Zoe approached the wall and snapped off one of the taped articles. “Help me take these down,” she said, removing another one. “I want to clear my mind for this.”
CHAPTER 65
Zoe’s home office made Tatum feel like he was walking around inside the psychologist’s brain, and it was a mess. He helped her remove all the items related to the Maynard serial killer and to the 2008 Chicago killings. Now they were left with five dead women, three of them embalmed. Zoe began reorganizing the images according to a pattern she somehow deemed helpful, while Tatum went to the kitchen to make some coffee. He made the pot extra strong, knowing this was going to be a long night.
He returned with the pot and two mugs and poured each of them some coffee. He handed one of the steaming mugs to Zoe, who thanked him distractedly, staring at the whiteboard. Tatum followed her eyes and cataloged the five faces on it. He had personally seen the bodies of two of the victims—Krista Barker, who had been left on the beach, and Lily Ramos, whom they had managed to contact before she died. Seeing their pictures alongside the three other women tugged at Tatum’s emotions. This killer roamed Chicago freely, killing at whim, neither the FBI nor the police managing to stop him. He turned to Zoe, waiting for her to speak. When she didn’t, he sighed.
“Okay, listen,” he said. “This won’t work like that.”
“What won’t work?” Zoe asked, glancing at him.
“You’re locked in your own head. You never try and talk it out.”
“Yes, I do. I talk to you all the time.”
“Only when you know what you want to say,” Tatum pointed out. “Then, you’re more than happy to lecture me and tell me about your amazing conclusions. But if you’re unsure, you just keep working by yourself.”

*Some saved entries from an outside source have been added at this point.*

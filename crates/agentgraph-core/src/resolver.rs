use std::collections::HashMap;

use serde::{Deserialize, Serialize};

use crate::traits::ConfigResolver;
use crate::types::AgentConfig;

/// One agent entry in a static config table.
#[derive(Debug, Clone, Serialize, Deserialize)]
pub struct AgentEntry {
    #[serde(default = "default_enabled")]
    pub enabled: bool,
    /// Remaining fields are kept as-is.
    #[serde(flatten)]
    pub settings: serde_json::Map<String, serde_json::Value>,
}

fn default_enabled() -> bool {
    true
}

/// Resolver backed by an in-memory table of agent configs.
#[derive(Debug, Clone, Default)]
pub struct StaticResolver {
    configs: HashMap<String, AgentConfig>,
}

impl StaticResolver {
    pub fn new() -> Self {
        Self::default()
    }

    /// Build from a table of agent entries keyed by agent key.
    pub fn from_entries(entries: HashMap<String, AgentEntry>) -> Self {
        let configs = entries
            .into_iter()
            .map(|(key, entry)| {
                let config = AgentConfig {
                    key: key.clone(),
                    enabled: entry.enabled,
                    value: serde_json::Value::Object(entry.settings),
                };
                (key, config)
            })
            .collect();
        Self { configs }
    }

    /// Add or replace a config.
    pub fn insert(&mut self, config: AgentConfig) {
        self.configs.insert(config.key.clone(), config);
    }

    /// Builder form of [`insert`](Self::insert).
    pub fn with(mut self, config: AgentConfig) -> Self {
        self.insert(config);
        self
    }

    /// Add an enabled agent with an empty config.
    pub fn with_agent(self, key: impl Into<String>) -> Self {
        let key = key.into();
        self.with(AgentConfig::enabled(key, serde_json::json!({})))
    }

    pub fn len(&self) -> usize {
        self.configs.len()
    }

    pub fn is_empty(&self) -> bool {
        self.configs.is_empty()
    }
}

impl ConfigResolver for StaticResolver {
    fn resolve(&self, key: &str) -> AgentConfig {
        self.configs
            .get(key)
            .cloned()
            .unwrap_or_else(|| AgentConfig::disabled(key))
    }
}

#[cfg(test)]
mod tests {
    use super::*;

    #[test]
    fn test_unknown_key_resolves_disabled() {
        let resolver = StaticResolver::new().with_agent("triage");
        assert!(resolver.resolve("triage").enabled);

        let missing = resolver.resolve("ghost");
        assert_eq!(missing, AgentConfig::disabled("ghost"));
    }

    #[test]
    fn test_from_entries_keeps_settings() {
        let entries: HashMap<String, AgentEntry> = serde_json::from_str(
            r#"{
                "triage": {"instructions": "Route the ticket.", "model": {"name": "gpt-4"}},
                "legacy": {"enabled": false}
            }"#,
        )
        .unwrap();
        let resolver = StaticResolver::from_entries(entries);
        assert_eq!(resolver.len(), 2);

        let triage = resolver.resolve("triage");
        assert!(triage.enabled);
        assert_eq!(triage.value["instructions"], "Route the ticket.");
        assert_eq!(triage.value["model"]["name"], "gpt-4");

        assert!(!resolver.resolve("legacy").enabled);
    }

    #[test]
    fn test_closure_resolver() {
        let resolver = |key: &str| AgentConfig::enabled(key, serde_json::json!({"echo": key}));
        let config = resolver.resolve("writer");
        assert_eq!(config.value["echo"], "writer");
    }
}
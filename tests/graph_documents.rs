use agentgraph_core::error::GraphError;
use agentgraph_engine::graph::{AgentGraph, GraphDocument};
use agentgraph_test_utils::{write_temp_file, DEPTH_THREE_JSON};

#[test]
fn test_load_json_document_and_build() {
    let (_dir, path) = write_temp_file("depth3.json", DEPTH_THREE_JSON);
    let doc = GraphDocument::load(&path).expect("load document");

    let resolver = |key: &str| {
        agentgraph_core::types::AgentConfig::enabled(key, serde_json::json!({}))
    };
    let graph = AgentGraph::try_build(&doc, &resolver).expect("build graph");
    assert_eq!(graph.key(), "test-agent-graph-depth-3");
    assert_eq!(graph.index().len(), 4);
    assert_eq!(graph.terminal_nodes().len(), 1);
}

#[test]
fn test_toml_document_with_inline_agents() {
    let (_dir, path) = write_temp_file(
        "support.toml",
        r#"
key = "support-desk"
root = "triage"

[[edges.triage]]
key = "billing"
handoff = { reason = "refund" }

[[edges.triage]]
key = "tech"

[agents.triage]
instructions = "Route the ticket."

[agents.billing]
instructions = "Handle refunds."

[agents.tech]
instructions = "Debug the issue."
"#,
    );
    let doc = GraphDocument::load(&path).expect("load document");
    let graph = AgentGraph::try_build(&doc, &doc.inline_resolver()).expect("build graph");

    let children: Vec<&str> = graph
        .get_child_nodes("triage")
        .iter()
        .map(|n| n.key())
        .collect();
    assert_eq!(children, vec!["billing", "tech"]);
    assert_eq!(
        graph.get_node("billing").unwrap().config().value["instructions"],
        "Handle refunds."
    );
}

#[test]
fn test_inline_disabled_agent_disables_graph() {
    let (_dir, path) = write_temp_file(
        "disabled.toml",
        r#"
root = "triage"

[[edges.triage]]
key = "billing"

[agents.triage]

[agents.billing]
enabled = false
"#,
    );
    let doc = GraphDocument::load(&path).expect("load document");
    let err = AgentGraph::try_build(&doc, &doc.inline_resolver()).unwrap_err();
    assert!(matches!(err, GraphError::AgentDisabled { ref agent, .. } if agent == "billing"));
}

#[test]
fn test_malformed_document() {
    let (_dir, path) = write_temp_file("broken.json", r#"{"root": "r", "edges": "#);
    let err = GraphDocument::load(&path).unwrap_err();
    assert!(matches!(err, GraphError::Json(_)));
}
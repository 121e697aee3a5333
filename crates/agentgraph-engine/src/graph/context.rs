use std::collections::HashMap;

use serde::{Deserialize, Serialize};

/// Per-traversal results, keyed by node key.
///
/// Each visited node's visitor output is stored under its key. Visitors can
/// read the entries of nodes visited before them: ancestors in a forward
/// traversal, descendants in a reverse one.
#[derive(Debug, Clone, Serialize, Deserialize)]
pub struct ExecutionContext<V = serde_json::Value> {
    data: HashMap<String, V>,
}

impl<V> Default for ExecutionContext<V> {
    fn default() -> Self {
        Self {
            data: HashMap::new(),
        }
    }
}

impl<V> ExecutionContext<V> {
    pub fn new() -> Self {
        Self::default()
    }

    /// Create a context seeded with initial entries.
    pub fn from_map(data: HashMap<String, V>) -> Self {
        Self { data }
    }

    /// Get the result stored for a node.
    pub fn get(&self, key: &str) -> Option<&V> {
        self.data.get(key)
    }

    pub fn contains(&self, key: &str) -> bool {
        self.data.contains_key(key)
    }

    /// Store a node result, returning the previous one.
    pub fn insert(&mut self, key: impl Into<String>, value: V) -> Option<V> {
        self.data.insert(key.into(), value)
    }

    pub fn len(&self) -> usize {
        self.data.len()
    }

    pub fn is_empty(&self) -> bool {
        self.data.is_empty()
    }

    pub fn keys(&self) -> impl Iterator<Item = &str> {
        self.data.keys().map(String::as_str)
    }

    /// Get the underlying data map.
    pub fn data(&self) -> &HashMap<String, V> {
        &self.data
    }

    pub fn into_inner(self) -> HashMap<String, V> {
        self.data
    }
}

impl ExecutionContext<serde_json::Value> {
    /// Get a value as a string, if it's a string.
    pub fn get_str(&self, key: &str) -> Option<&str> {
        self.data.get(key).and_then(|v| v.as_str())
    }
}
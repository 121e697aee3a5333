//! Shared fixtures for agentgraph tests.

use std::path::PathBuf;
use std::sync::{Arc, Mutex};

use futures::future::BoxFuture;

use agentgraph_core::error::{GraphError, Result};
use agentgraph_core::resolver::StaticResolver;
use agentgraph_core::types::AgentConfig;
use agentgraph_engine::graph::{
    AgentGraph, AgentGraphNode, ExecutionContext, GraphDocument, NodeVisitor,
};

/// Support desk graph: root -> support -> {billing, escalation} -> closeout.
pub fn support_document() -> GraphDocument {
    GraphDocument::new("support-desk", "root")
        .with_edge("root", "support", serde_json::json!({"channel": "chat"}))
        .with_edge("support", "billing", serde_json::json!({"reason": "refund"}))
        .with_edge("support", "escalation", serde_json::json!({"reason": "outage"}))
        .with_edge("billing", "closeout", serde_json::json!({}))
        .with_edge("escalation", "closeout", serde_json::json!({}))
}

/// Diamond: r -> {a, b} -> c.
pub fn diamond_document() -> GraphDocument {
    GraphDocument::new("diamond", "r")
        .with_edge("r", "a", serde_json::json!({}))
        .with_edge("r", "b", serde_json::json!({}))
        .with_edge("a", "c", serde_json::json!({}))
        .with_edge("b", "c", serde_json::json!({}))
}

/// The depth-3 customer support graph, where minimal-agent is reachable both
/// straight from the root and through two intermediate agents.
pub const DEPTH_THREE_JSON: &str = r#"{
    "key": "test-agent-graph-depth-3",
    "root": "customer-support-agent",
    "edges": {
        "customer-support-agent": [
            {"key": "personalized-agent", "handoff": {"state": "from-root-to-personalized"}},
            {"key": "minimal-agent", "handoff": {"state": "from-root-to-minimal"}}
        ],
        "personalized-agent": [{"key": "multi-context-agent", "handoff": {}}],
        "multi-context-agent": [
            {"key": "minimal-agent", "handoff": {"state": "from-multi-context-to-minimal"}}
        ]
    }
}"#;

pub fn depth_three_document() -> GraphDocument {
    GraphDocument::from_json_str(DEPTH_THREE_JSON).expect("fixture parses")
}

/// Resolver with every key of `document` enabled.
pub fn resolver_for(document: &GraphDocument) -> StaticResolver {
    document
        .node_keys()
        .into_iter()
        .fold(StaticResolver::new(), |resolver, key| {
            let value = serde_json::json!({ "instructions": format!("You are {}.", key) });
            resolver.with(AgentConfig::enabled(key, value))
        })
}

/// Build `document` with every referenced agent enabled.
pub fn enabled_graph(document: &GraphDocument) -> AgentGraph {
    AgentGraph::build(document, &resolver_for(document))
}

/// Write `contents` to `name` inside a fresh temporary directory.
///
/// The directory is removed when the returned guard is dropped.
pub fn write_temp_file(name: &str, contents: &str) -> (tempfile::TempDir, PathBuf) {
    let dir = tempfile::tempdir().expect("create temp dir");
    let path = dir.path().join(name);
    std::fs::write(&path, contents).expect("write temp file");
    (dir, path)
}

/// Async visitor that records visit order and checks that every earlier
/// result is already in the context.
///
/// Each node's result is `"{key}-test"`. Setting `fail_at` makes the visit of
/// that node return an error.
#[derive(Debug, Clone, Default)]
pub struct RecordingVisitor {
    order: Arc<Mutex<Vec<String>>>,
    fail_at: Option<String>,
}

impl RecordingVisitor {
    pub fn new() -> Self {
        Self::default()
    }

    pub fn failing_at(key: impl Into<String>) -> Self {
        Self {
            fail_at: Some(key.into()),
            ..Self::default()
        }
    }

    pub fn order(&self) -> Vec<String> {
        self.order.lock().expect("order lock").clone()
    }
}

impl NodeVisitor<String> for RecordingVisitor {
    fn visit<'a>(
        &'a mut self,
        node: &'a AgentGraphNode,
        context: &'a ExecutionContext<String>,
    ) -> BoxFuture<'a, Result<String>> {
        Box::pin(async move {
            if self.fail_at.as_deref() == Some(node.key()) {
                return Err(GraphError::visitor(node.key(), "injected failure"));
            }
            let mut order = self.order.lock().expect("order lock");
            for previous in order.iter() {
                let expected = format!("{}-test", previous);
                if context.get(previous) != Some(&expected) {
                    return Err(GraphError::visitor(
                        node.key(),
                        format!("result for {} missing from context", previous),
                    ));
                }
            }
            order.push(node.key().to_string());
            Ok(format!("{}-test", node.key()))
        })
    }
}
pub mod config;
pub mod error;
pub mod resolver;
pub mod traits;
pub mod types;

pub use config::AppConfig;
pub use error::{GraphError, Result};
pub use resolver::StaticResolver;
pub use traits::ConfigResolver;
pub use types::*;
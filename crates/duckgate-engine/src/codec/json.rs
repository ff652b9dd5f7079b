//! JSON document and newline-delimited JSON.

use std::collections::HashMap;
use std::io::Write;

use serde_json::{Map, Value as JsonValue};

use crate::error::{EngineError, Result};
use crate::value::{ResultSet, Value};

pub(super) fn write_document<W: Write>(result: &ResultSet, mut writer: W) -> Result<()> {
    serde_json::to_writer(&mut writer, result)?;
    writer.flush()?;
    Ok(())
}

pub(super) fn write_lines<W: Write>(result: &ResultSet, mut writer: W) -> Result<()> {
    for record in result.records() {
        serde_json::to_writer(&mut writer, &record)?;
        writer.write_all(b"\n")?;
    }
    writer.flush()?;
    Ok(())
}

/// Accepts `{"columns": [...], "data": [...]}`, an array of objects, or one object.
pub(super) fn read_document(payload: &[u8]) -> Result<ResultSet> {
    let doc: JsonValue = serde_json::from_slice(payload)?;
    let mut acc = RecordAccumulator::default();

    match doc {
        JsonValue::Object(mut obj) if obj.get("data").is_some_and(JsonValue::is_array) => {
            if let Some(JsonValue::Array(columns)) = obj.remove("columns") {
                for column in columns {
                    match column {
                        JsonValue::String(name) => acc.column(&name),
                        other => {
                            return Err(EngineError::encoding(format!(
                                "column names must be strings, got {}",
                                other
                            )))
                        }
                    };
                }
            }
            if let Some(JsonValue::Array(rows)) = obj.remove("data") {
                for (i, row) in rows.into_iter().enumerate() {
                    acc.push(row, i)?;
                }
            }
        }
        JsonValue::Array(rows) => {
            for (i, row) in rows.into_iter().enumerate() {
                acc.push(row, i)?;
            }
        }
        obj @ JsonValue::Object(_) => acc.push(obj, 0)?,
        other => {
            return Err(EngineError::encoding(format!(
                "expected an object or an array of objects, got {}",
                kind(&other)
            )))
        }
    }
    acc.finish()
}

pub(super) fn read_lines(payload: &[u8]) -> Result<ResultSet> {
    let mut acc = RecordAccumulator::default();
    let lines = payload
        .split(|b| *b == b'\n')
        .map(|line| line.strip_suffix(b"\r").unwrap_or(line))
        .filter(|line| line.iter().any(|b| !b.is_ascii_whitespace()));
    for (i, line) in lines.enumerate() {
        let row: JsonValue = serde_json::from_slice(line)
            .map_err(|e| EngineError::encoding(format!("line {}: {}", i + 1, e)))?;
        acc.push(row, i)?;
    }
    acc.finish()
}

fn kind(value: &JsonValue) -> &'static str {
    match value {
        JsonValue::Null => "null",
        JsonValue::Bool(_) => "a boolean",
        JsonValue::Number(_) => "a number",
        JsonValue::String(_) => "a string",
        JsonValue::Array(_) => "an array",
        JsonValue::Object(_) => "an object",
    }
}

/// Collects JSON objects into rows, adding columns in first-seen order and
/// filling absent keys with null.
#[derive(Default)]
struct RecordAccumulator {
    columns: Vec<String>,
    positions: HashMap<String, usize>,
    rows: Vec<Vec<Value>>,
}

impl RecordAccumulator {
    fn column(&mut self, name: &str) -> usize {
        if let Some(&idx) = self.positions.get(name) {
            return idx;
        }
        let idx = self.columns.len();
        self.columns.push(name.to_string());
        self.positions.insert(name.to_string(), idx);
        for row in &mut self.rows {
            row.push(Value::Null);
        }
        idx
    }

    fn push(&mut self, row: JsonValue, index: usize) -> Result<()> {
        let object: Map<String, JsonValue> = match row {
            JsonValue::Object(object) => object,
            other => {
                return Err(EngineError::encoding(format!(
                    "row {} is {}, expected an object",
                    index + 1,
                    kind(&other)
                )))
            }
        };
        let mut values = vec![Value::Null; self.columns.len()];
        for (key, value) in &object {
            let idx = self.column(key);
            if idx >= values.len() {
                values.resize(idx + 1, Value::Null);
            }
            values[idx] = Value::from_json(value);
        }
        self.rows.push(values);
        Ok(())
    }

    fn finish(mut self) -> Result<ResultSet> {
        let width = self.columns.len();
        for row in &mut self.rows {
            row.resize(width, Value::Null);
        }
        ResultSet::new(self.columns, self.rows)
    }
}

She opened her mouth, her eyes narrowing, then closed it. Tatum folded his arms and waited.
“Fine,” she finally spat. “What do you want?”
“Well, you say what you’re thinking about, then I contribute my own thoughts on the matter. Maybe I have a different idea. Then, instead of shooting me down, try going along with what I say, even if it’s dumb. I call it brainstorming.”
“Don’t patronize me. I know what brainstorming is.”
Tatum grinned.
“All right, you start,” Zoe challenged him.
“You’ve been spending the past few days assuming the killer was Glover, but I think we both agree now that it’s likely there is another killer out there, right?”
“Yes.”
“I think we should start by looking at our existing possible suspects, narrow the pool down. Maybe one of them meets the narrow profile you created.”
“I don’t think that’s the way to—”
Tatum raised an eyebrow. “Don’t shoot it down yet,” he said. “Roll with me.”
“Okay, okay,” Zoe grumbled. “So we’re looking at people who knew Susan Warner, right? We have an ex-boyfriend, a handicapped uncle, some friends from college . . .” A thought occurred to her. “It could, for example, be Daniella’s boyfriend, right? What was his name? Ryan.”
Tatum smiled, enjoying the new spark in her eye. “There you go. Does he fit the profile?”
“He’s the right age; he has a van. She mentioned that he disappears without telling her where, which might mean he has another place to stay . . . he works as an auto mechanic, which displays a lot of the characteristics we’re looking for. He was in Susan’s apartment. He is a very likely suspect.” She was clearly getting excited.
“That’s great.” Tatum grinned. “Except he has an alibi.”
“What alibi?”
“He was in Venice as an exchange student when all those animals got embalmed and taxidermied.”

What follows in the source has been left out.